Because we decide this issue based on only two of Heard's arguments (SB 260 does not relieve the sentencing court from considering the mitigating circumstances of Heard's youth and SB 260 may not be in existence at the time Heard would benefit from it), we do not reach Heard's additional arguments raising constitutional challenges to the application of SB 260 to his sentence.
We grant the requested relief. Heard's sentence of 23 years and 80 years to life is reversed and the matter remanded for resentencing consistent with this opinion.
1. Statutory references are to the Penal Code unless otherwise specified.
2. A detailed summary of the facts of Heard's two counts of attempted murder are contained in People v. Heard (Feb. 24, 2009, D052492) [nonpub. opn.] ), review denied May 20, 2009, S171378. The extent of the victims' injuries is not described in that opinion or in the record before us.
3. We take the description of the homicide leading to the murder charge from Heard's probation report. This offense, however, was never tried.
4. Heard was sentenced prior to Caballero, supra, 55 Cal.4th 262 and Miller,supra, 132 S.Ct. 2455.
5. The Eighth Amendment applies to the states. (Robinson v.

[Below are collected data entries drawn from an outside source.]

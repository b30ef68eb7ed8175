//! Error types for basinmask

use thiserror::Error;

/// Main error type for basinmask operations
#[derive(Error, Debug)]
pub enum Error {
    #[error("I/O error: {0}")]
    Io(#[from] std::io::Error),

    #[error("Invalid raster dimensions: {width}x{height}")]
    InvalidDimensions { width: usize, height: usize },

    #[error("Index out of bounds: ({row}, {col}) in raster of size ({rows}, {cols})")]
    IndexOutOfBounds {
        row: usize,
        col: usize,
        rows: usize,
        cols: usize,
    },

    #[error("Raster size mismatch: expected ({er}, {ec}), got ({ar}, {ac})")]
    SizeMismatch { er: usize, ec: usize, ar: usize, ac: usize },

    #[error("Raster layer '{layer}' is not aligned with the flow direction grid")]
    GridMismatch { layer: String },

    #[error("Unsupported data type: {0}")]
    UnsupportedDataType(String),

    #[error("Invalid parameter: {name} = {value} ({reason})")]
    InvalidParameter {
        name: &'static str,
        value: String,
        reason: String,
    },

    #[error("Region key(s) {keys:?} not understood: {reason}")]
    InvalidRegionKey { keys: Vec<String>, reason: String },

    #[error("Region value for '{key}' not understood: {reason}")]
    InvalidRegionValue { key: String, reason: String },

    #[error("No basins found: {0}")]
    NoBasinsFound(String),

    #[error("Missing raster layer: {0}")]
    MissingLayer(String),

    #[error("Unknown data source: {0}")]
    UnknownSource(String),

    #[error("JSON error: {0}")]
    Json(#[from] serde_json::Error),

    #[error("GeoJSON error: {0}")]
    GeoJson(String),

    #[error("Algorithm error: {0}")]
    Algorithm(String),

    #[error("{0}")]
    Other(String),
}

impl From<geojson::Error> for Error {
    fn from(e: geojson::Error) -> Self {
        Error::GeoJson(e.to_string())
    }
}

/// Result type alias for basinmask operations
pub type Result<T> = std::result::Result<T, Error>;

#[cfg(test)]
mod tests {
    use super::*;

    #[test]
    fn test_region_messages() {
        let e = Error::InvalidRegionKey {
            keys: vec!["region".into()],
            reason: "expected a mapping".into(),
        };
        assert!(e.to_string().starts_with("Region key"));

        let e = Error::InvalidRegionValue {
            key: "geom".into(),
            reason: "point geometry".into(),
        };
        assert!(e.to_string().starts_with("Region value"));

        let e = Error::NoBasinsFound("basid [0]".into());
        assert!(e.to_string().starts_with("No basins found"));
    }
}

California (1962) 370 U.S. 660, 666–667.)
6. Like here, the nonhomicide offenses in Caballero, supra, 55 Cal.4th 262 were attempted murders involving the defendant shooting at rival gang members. (Id. at p. 65.)

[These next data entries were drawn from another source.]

//! # basinmask core
//!
//! Core types, traits and I/O for the basinmask delineation engine.
//!
//! This crate provides:
//! - `Raster<T>`: Generic georeferenced grid
//! - `RasterDataset`: named, aligned raster layers
//! - `GeoTransform`, `BoundingBox`, `Window`: georeferencing and extents
//! - `CRS`: Coordinate Reference System tags
//! - `FeatureCollection`: the vector result/input type
//! - Catalog traits through which regions resolve files and names
//! - Algorithm trait for a consistent API
//! - I/O for GeoTIFF rasters and GeoJSON vectors

pub mod catalog;
pub mod crs;
pub mod error;
pub mod io;
pub mod raster;
pub mod vector;

pub use catalog::{DataCatalog, LocalCatalog, ModelRegistry, StaticModelRegistry};
pub use crs::CRS;
pub use error::{Error, Result};
pub use raster::{GeoTransform, Raster, RasterDataset, RasterElement, Window};
pub use vector::{AttributeValue, BoundingBox, Feature, FeatureCollection, GeometryKind};

/// Prelude for convenient imports
pub mod prelude {
    pub use crate::catalog::{DataCatalog, ModelRegistry};
    pub use crate::crs::CRS;
    pub use crate::error::{Error, Result};
    pub use crate::raster::{GeoTransform, Raster, RasterDataset, RasterElement, Window};
    pub use crate::vector::{BoundingBox, Feature, FeatureCollection};
    pub use crate::Algorithm;
}

/// Core trait for basinmask algorithms.
///
/// Algorithms are pure functions that transform input data according to parameters.
pub trait Algorithm {
    /// Input type for the algorithm
    type Input;
    /// Output type for the algorithm
    type Output;
    /// Parameters controlling algorithm behavior
    type Params: Default;
    /// Error type for algorithm execution
    type Error: std::error::Error;

    /// Returns the algorithm name
    fn name(&self) -> &'static str;

    /// Returns a description of what the algorithm does
    fn description(&self) -> &'static str;

    /// Execute the algorithm
    fn execute(&self, input: Self::Input, params: Self::Params) -> std::result::Result<Self::Output, Self::Error>;

    /// Execute with default parameters
    fn execute_default(&self, input: Self::Input) -> std::result::Result<Self::Output, Self::Error> {
        self.execute(input, Self::Params::default())
    }
}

7. The fact that Heard pled guilty to the voluntary manslaughter charge as part of a plea bargain does not impact our analysis.
8. SB 260 exempts from its provisions “inmates who were sentenced pursuant to the Three Strikes law or Jessica's Law, or sentenced to life in prison without the possibility of parole.” SB 260 also is not applicable to “an individual to whom the bill would otherwise apply, but who, subsequent to attaining 18 years of age, commits an additional crime for which malice aforethought is a necessary element of the crime or for which the individual is sentenced to life in prison.” (Legis. Counsel's Dig., SB 260 (2013–2014 Reg. Sess.) p. 2.)

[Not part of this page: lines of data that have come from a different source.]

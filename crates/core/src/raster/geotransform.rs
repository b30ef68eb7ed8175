//! Affine geotransformation for rasters

use serde::{Deserialize, Serialize};

use super::Window;
use crate::vector::BoundingBox;

/// Affine transformation coefficients for georeferencing rasters.
///
/// Converts between pixel coordinates (col, row) and geographic coordinates (x, y):
/// ```text
/// x = origin_x + col * pixel_width + row * row_rotation
/// y = origin_y + col * col_rotation + row * pixel_height
/// ```
///
/// Flow networks are expected north-up (`pixel_height` negative, no
/// rotation); window and cell lookups assume this.
#[derive(Debug, Clone, Copy, PartialEq, Serialize, Deserialize)]
pub struct GeoTransform {
    /// X coordinate of the upper-left corner
    pub origin_x: f64,
    /// Y coordinate of the upper-left corner
    pub origin_y: f64,
    /// Pixel width (cell size in X direction)
    pub pixel_width: f64,
    /// Pixel height (cell size in Y direction, usually negative)
    pub pixel_height: f64,
    /// Rotation about X axis (usually 0)
    pub row_rotation: f64,
    /// Rotation about Y axis (usually 0)
    pub col_rotation: f64,
}

impl GeoTransform {
    /// Create a new GeoTransform with no rotation (north-up image)
    pub fn new(origin_x: f64, origin_y: f64, pixel_width: f64, pixel_height: f64) -> Self {
        Self {
            origin_x,
            origin_y,
            pixel_width,
            pixel_height,
            row_rotation: 0.0,
            col_rotation: 0.0,
        }
    }

    /// Geographic coordinates of the pixel center
    pub fn pixel_to_geo(&self, col: usize, row: usize) -> (f64, f64) {
        self.pixel_to_geo_frac(col as f64 + 0.5, row as f64 + 0.5)
    }

    /// Geographic coordinates of the pixel's top-left corner
    pub fn pixel_to_geo_corner(&self, col: usize, row: usize) -> (f64, f64) {
        self.pixel_to_geo_frac(col as f64, row as f64)
    }

    fn pixel_to_geo_frac(&self, col: f64, row: f64) -> (f64, f64) {
        let x = self.origin_x + col * self.pixel_width + row * self.row_rotation;
        let y = self.origin_y + col * self.col_rotation + row * self.pixel_height;
        (x, y)
    }

    /// Convert geographic coordinates to fractional pixel coordinates (col, row)
    pub fn geo_to_pixel(&self, x: f64, y: f64) -> (f64, f64) {
        let det = self.pixel_width * self.pixel_height - self.row_rotation * self.col_rotation;

        if det.abs() < 1e-15 {
            return (f64::NAN, f64::NAN);
        }

        let dx = x - self.origin_x;
        let dy = y - self.origin_y;

        let col = (self.pixel_height * dx - self.row_rotation * dy) / det;
        let row = (-self.col_rotation * dx + self.pixel_width * dy) / det;

        (col, row)
    }

    /// The (row, col) of the cell containing (x, y), if inside a `rows` x `cols` grid
    pub fn cell_at(&self, x: f64, y: f64, rows: usize, cols: usize) -> Option<(usize, usize)> {
        let (col, row) = self.geo_to_pixel(x, y);
        if !col.is_finite() || !row.is_finite() || col < 0.0 || row < 0.0 {
            return None;
        }
        let (row, col) = (row.floor() as usize, col.floor() as usize);
        (row < rows && col < cols).then_some((row, col))
    }

    /// Get the cell size (assumes square pixels and no rotation)
    pub fn cell_size(&self) -> f64 {
        self.pixel_width.abs()
    }

    /// Bounding box of a raster of given dimensions
    pub fn bounds(&self, width: usize, height: usize) -> BoundingBox {
        let corners = [
            self.pixel_to_geo_corner(0, 0),
            self.pixel_to_geo_corner(width, 0),
            self.pixel_to_geo_corner(0, height),
            self.pixel_to_geo_corner(width, height),
        ];
        let mut bbox = BoundingBox::new(f64::MAX, f64::MAX, f64::MIN, f64::MIN);
        for (x, y) in corners {
            bbox.min_x = bbox.min_x.min(x);
            bbox.min_y = bbox.min_y.min(y);
            bbox.max_x = bbox.max_x.max(x);
            bbox.max_y = bbox.max_y.max(y);
        }
        bbox
    }

    /// Bounding box of a window of cells
    pub fn window_bounds(&self, window: &Window) -> BoundingBox {
        let (x0, y0) = self.pixel_to_geo_corner(window.col_start, window.row_start);
        let (x1, y1) = self.pixel_to_geo_corner(window.col_end, window.row_end);
        BoundingBox::new(x0.min(x1), y0.min(y1), x0.max(x1), y0.max(y1))
    }

    /// Window of the cells whose centers fall inside `bbox` (edges inclusive),
    /// clamped to a `rows` x `cols` grid. `None` if no cell center is inside.
    pub fn window_for(&self, bbox: &BoundingBox, rows: usize, cols: usize) -> Option<Window> {
        let (c0, r0) = self.geo_to_pixel(bbox.min_x, bbox.max_y);
        let (c1, r1) = self.geo_to_pixel(bbox.max_x, bbox.min_y);
        if !(c0.is_finite() && c1.is_finite() && r0.is_finite() && r1.is_finite()) {
            return None;
        }

        let span = |a: f64, b: f64, n: usize| -> Option<(usize, usize)> {
            let lo = (a.min(b) - 0.5).ceil().max(0.0);
            let hi = (a.max(b) - 0.5).floor();
            if hi < lo || hi < 0.0 || lo >= n as f64 {
                return None;
            }
            Some((lo as usize, (hi as usize).min(n - 1) + 1))
        };

        let (row_start, row_end) = span(r0, r1, rows)?;
        let (col_start, col_end) = span(c0, c1, cols)?;
        Some(Window::new(row_start, row_end, col_start, col_end))
    }
}

impl Default for GeoTransform {
    fn default() -> Self {
        Self::new(0.0, 0.0, 1.0, -1.0)
    }
}

#[cfg(test)]
mod tests {
    use super::*;
    use approx::assert_relative_eq;

    #[test]
    fn test_pixel_to_geo_roundtrip() {
        let gt = GeoTransform::new(100.0, 200.0, 10.0, -10.0);

        let (x, y) = gt.pixel_to_geo(5, 10);
        let (col, row) = gt.geo_to_pixel(x, y);

        assert_relative_eq!(col, 5.5, epsilon = 1e-10);
        assert_relative_eq!(row, 10.5, epsilon = 1e-10);
    }

    #[test]
    fn test_bounds() {
        let gt = GeoTransform::new(0.0, 100.0, 1.0, -1.0);
        let bb = gt.bounds(100, 100);

        assert_relative_eq!(bb.min_x, 0.0, epsilon = 1e-10);
        assert_relative_eq!(bb.min_y, 0.0, epsilon = 1e-10);
        assert_relative_eq!(bb.max_x, 100.0, epsilon = 1e-10);
        assert_relative_eq!(bb.max_y, 100.0, epsilon = 1e-10);
    }

    #[test]
    fn test_cell_at() {
        let gt = GeoTransform::new(0.0, 10.0, 1.0, -1.0);
        assert_eq!(gt.cell_at(0.5, 9.5, 10, 10), Some((0, 0)));
        assert_eq!(gt.cell_at(3.2, 1.1, 10, 10), Some((8, 3)));
        assert_eq!(gt.cell_at(-0.1, 5.0, 10, 10), None);
        assert_eq!(gt.cell_at(5.0, 10.5, 10, 10), None);
        assert_eq!(gt.cell_at(10.5, 5.0, 10, 10), None);
    }

    #[test]
    fn test_window_for_centers() {
        let gt = GeoTransform::new(0.0, 10.0, 1.0, -1.0);
        // Centers at x = 2.5, 3.5 and y = 6.5, 7.5
        let w = gt.window_for(&BoundingBox::new(2.2, 6.2, 3.9, 7.9), 10, 10).unwrap();
        assert_eq!((w.row_start, w.row_end), (2, 4));
        assert_eq!((w.col_start, w.col_end), (2, 4));

        // Box between centers contains none
        assert!(gt.window_for(&BoundingBox::new(2.6, 6.6, 3.4, 7.4), 10, 10).is_none());

        // Clamped to the grid
        let w = gt.window_for(&BoundingBox::new(-5.0, -5.0, 50.0, 50.0), 10, 10).unwrap();
        assert_eq!(w, Window::full(10, 10));

        // Entirely outside
        assert!(gt.window_for(&BoundingBox::new(20.0, 20.0, 30.0, 30.0), 10, 10).is_none());
    }
}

9. A petition for review was filed on December 3, 2013, in Alatriste, supra, 220 Cal.App.4th 1232, but our high court has not yet acted on the petition. In addition, recently, another Court of Appeal cited with approval Alatriste in reaching the same conclusion that SB 260 rendered an LWOP sentence constitutional because SB “260 ․ insures that [petitioner] will be afforded a meaningful opportunity for release on parole after a set number of years based upon fixed criteria.” (People v. Martin (2013) 222 Cal.App.4th 98, 105.) As we discuss below, we disagree with the holdings of both Alatriste and Martin.
10. See footnote 8.
11. During oral argument, the Attorney General agreed on this point, conceding that, even with the passage of SB 260, the sentencing court must consider the factors discussed in Graham, supra, 560 U.S. 48, Miller, supra, 132 S.Ct. 2455 and Caballero, supra, 55 Cal.4th 262. Because on the record before us we cannot determine whether the sentencing court considered the relevant factors, SB 260 could not transform Heard's sentence here from unconstitutional to constitutional.
12. See footnote 8.
WE CONCUR: BENKE, Acting P.J. HALLER, J.